In the material below, find each line that contains the word "match" and copy it.

(EXERCISE MATERIALS)

//! The `Input` vertex: the only kind of vertex driven by something outside
//! the graph rather than by an upstream `OnRecv`.

use std::thread;

use crossbeam_channel::{select, Receiver};

use crate::message::Message;
use crate::pointstamp::Pointstamp;
use crate::timestamp::Timestamp;
use crate::vertex::Edge;

use super::common::OpCore;

/// One item handed to an `Input` vertex from the outside.
pub enum Feed {
    /// Advance to `epoch` and forward `message`.
    Advance { epoch: u32, message: Message },

    /// No more data is coming at `epoch`: install the pointstamp for
    /// `epoch + 1` and retire `epoch`'s, per `close_epoch` (spec.md §6,
    /// supplemented from `original_source/graph/graph.go`'s `PreProcess`
    /// doc comment — see `SPEC_FULL.md` §11.1). `epoch` must equal this
    /// vertex's currently open epoch; anything else is a protocol error,
    /// logged and ignored.
    CloseEpoch(u32),

    /// Close the input entirely: retire whatever epoch pointstamp is still
    /// open, then stop the task.
    Close,
}

/// Spawns the task backing an `Input` vertex. `feed` carries externally
/// produced messages; `downstream` is its single outbound edge.
///
/// `Graph::pre_process` seeds the epoch-zero pointstamp for this vertex
/// before the worker starts, so `open_epoch` tracks that claim here without
/// re-issuing the `IncreOc` for it.
pub fn spawn(mut core: OpCore, downstream: Edge, feed: Receiver<Feed>) -> thread::JoinHandle<()> {
    thread::spawn(move || {
        let mut open_epoch = 0u32;
        loop {
            select! {
                recv(feed) -> item => match item {
                    Ok(Feed::Advance { epoch, message }) => {
                        let ts = Timestamp::with_epoch(epoch);
                        if let Err(e) = core.ts_check_and_update(&ts) {
                            log::warn!("input {:?}: {}", core.id(), e);
                            continue;
                        }
                        if let Err(e) = core.core_send_by(downstream, ts, message) {
                            log::warn!("input {:?}: send rejected: {}", core.id(), e);
                        }
                    }
                    Ok(Feed::CloseEpoch(epoch)) => {
                        if epoch != open_epoch {
                            log::warn!(
                                "input {:?}: close_epoch({}) does not match open epoch {}",
                                core.id(), epoch, open_epoch,
                            );
                            continue;
                        }
                        let next = Pointstamp::Vertex {
                            vertex: core.id(),
                            timestamp: Timestamp::with_epoch(epoch + 1),
                        };
                        if let Err(e) = core.core_incre_oc(next) {
                            log::warn!("input {:?}: advancing to epoch {}: {}", core.id(), epoch + 1, e);
                            continue;
                        }
                        let current = Pointstamp::Vertex {
                            vertex: core.id(),
                            timestamp: Timestamp::with_epoch(epoch),
                        };
                        if let Err(e) = core.core_decre_oc(current) {
                            log::warn!("input {:?}: retiring epoch {}: {}", core.id(), epoch, e);
                        }
                        open_epoch = epoch + 1;
                    }
                    Ok(Feed::Close) | Err(_) => {
                        let current = Pointstamp::Vertex {
                            vertex: core.id(),
                            timestamp: Timestamp::with_epoch(open_epoch),
                        };
                        if let Err(e) = core.core_decre_oc(current) {
                            log::debug!("input {:?}: closing: {}", core.id(), e);
                        }
                        break;
                    }
                },
                recv(core.shutdown_recv()) -> _ => break,
            }
        }
    })
}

(End EXERCISE MATERIALS)

[TASK ANSWER]
                recv(feed) -> item => match item {
                                "input {:?}: close_epoch({}) does not match open epoch {}",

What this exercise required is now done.